Ekonomist Uğur Gürses, T24’te yayımlanan yazısında Merkez Bankası’nın döviz kurunu kontrol etmek için arka kapıdan sattığı döviz oranını açıkladı.
“Gece-gündüz ‘nöbetçi dealer’ ile kuru abluka altına alıp, hangi makro perspektifle kimin belirlediği belli olmayan kur seviyeleri döviz satışı ile savunuluyor, kur sabit tutulmaya çalışılıyordu. ‘Sabit kur rejimine geçtik’ de denilmiyordu” diyen Gürses, yazının devamında şunları kaydetti:
Her açıklamada, ‘aldığımız önlemlerle kur istikrarı…’ denilirken, gümbür gümbür döviz satılıyordu. Ama vatandaş bunu nereden bilsin, öyle değil mi? Bayram tatili sırasında bile nöbetçi ‘dealer’ eliyle arka kapıdan döviz satışının devam ettiğini bilmeyen piyasa uzmanı yok. Kur Korumalı Mevduat uygulamasıyla 25 milyar dolara yakın bir döviz Merkez Bankası’na satıldı. Ne oldu bu dövizlere? Bankanın reeskont kredilerinin vadesinde olması gereken döviz girişi aylık kabaca 1.5 milyar dolardan 6 milyar dolar olmalıydı; nerede? BOTAŞ’a 4 ayda yapılan 16 milyar dolara düşülürse; Merkez Bankası’nın elinde yılbaşına göre bugün en az 34 milyar dolarlık döviz pozisyon artışı olması gerekirdi, Nisan sonu itibariyle sadece 8.7 milyar dolarlık pozisyon açığında kapanma var. Nihayetinde bankanın brüt rezervlerinin yine de en az 25 milyar dolar artması gerekirdi; tersine 5 milyar dolarlık brüt rezerv azalışı var.

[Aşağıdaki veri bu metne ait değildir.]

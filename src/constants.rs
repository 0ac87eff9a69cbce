// SPDX-License-Identifier: MIT

//! Global constants for the reconciliation core.
//!
//! Constants are grouped by concern for easy maintenance, following the same
//! layout as the rest of the crate's modules.

// ============================================================================
// Label Prefix
// ============================================================================

/// Default label prefix consulted on containers/services (overridable via
/// `DNS_LABEL_PREFIX`).
pub const DEFAULT_LABEL_PREFIX: &str = "dns.";

// ============================================================================
// DNS Protocol Constants
// ============================================================================

/// Provider-sentinel TTL meaning "automatic" (e.g. Cloudflare's TTL=1).
pub const TTL_AUTO: u32 = 1;

/// Minimum TTL accepted for a non-auto value.
pub const TTL_MIN: u32 = 60;

/// Default TTL applied when no label/default overrides it.
pub const DEFAULT_TTL_SECS: u32 = 300;

/// Minimum valid port for SRV records.
pub const PORT_MIN: u32 = 1;

/// Maximum valid port for SRV records.
pub const PORT_MAX: u32 = 65535;

/// Maximum valid MX/SRV priority.
pub const PRIORITY_MAX: u32 = 65535;

// ============================================================================
// Timing Constants
// ============================================================================

/// Default interval between proxy-API polls.
pub const DEFAULT_POLL_INTERVAL_SECS: u64 = 30;

/// Default interval between public-IP refreshes.
pub const DEFAULT_IP_REFRESH_INTERVAL_SECS: u64 = 300;

/// Default grace period between marking a record orphaned and deleting it.
pub const DEFAULT_CLEANUP_GRACE_PERIOD_SECS: u64 = 15 * 60;

/// Default per-call timeout for outbound provider HTTP calls.
pub const DEFAULT_PROVIDER_CALL_TIMEOUT_SECS: u64 = 30;

/// Default per-call timeout for health/public-IP probes.
pub const DEFAULT_HEALTH_CALL_TIMEOUT_SECS: u64 = 5;

/// Default refresh interval for a provider's record cache.
pub const DEFAULT_PROVIDER_CACHE_REFRESH_SECS: u64 = 60;

/// Default maximum provider rate-limit backoff.
pub const DEFAULT_RATE_LIMIT_MAX_BACKOFF_SECS: u64 = 60;

// ============================================================================
// Repository / File Lock Constants
// ============================================================================

/// Name of the advisory lock file inside the config directory.
pub const LOCK_FILE_NAME: &str = ".trafegodns.lock";

/// Age after which an owned lock is considered stale and reclaimable.
pub const LOCK_STALE_AFTER_SECS: u64 = 120;

/// Age after which a stale lock is force-reclaimed unconditionally.
pub const LOCK_FORCE_RECLAIM_AFTER_SECS: u64 = 600;

/// Default SQLite file name inside the config directory.
pub const DEFAULT_DB_FILE_NAME: &str = "trafegodns.sqlite";

// ============================================================================
// Metrics Server Constants
// ============================================================================

/// Port for the Prometheus metrics / health HTTP server.
pub const METRICS_SERVER_PORT: u16 = 8080;

/// Path for the Prometheus metrics endpoint.
pub const METRICS_SERVER_PATH: &str = "/metrics";

/// Path for the liveness endpoint.
pub const HEALTHZ_SERVER_PATH: &str = "/healthz";

/// Bind address for the metrics/health HTTP server.
pub const METRICS_SERVER_BIND_ADDRESS: &str = "0.0.0.0";

// ============================================================================
// Runtime Constants
// ============================================================================

/// Number of worker threads for the Tokio runtime.
pub const TOKIO_WORKER_THREADS: usize = 4;

/// Bounded capacity of each event-bus subscriber queue.
pub const EVENT_BUS_QUEUE_CAPACITY: usize = 256;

Tablo net 4 ayda 30 milyar dolar eritilmiş. Soru şu: 4 ayda 30 milyar doları ne yaptınız? Uzmanları piyasaya satıldığını ve vatandaşın kandırıldığının farkında. Arka kapıdan rezerv satışı, kötü yönetimin, riskli ‘icadın’ hasarının, bir içi boş teorinin yanlışlığının üstünü örtmek için yapılıyor artık.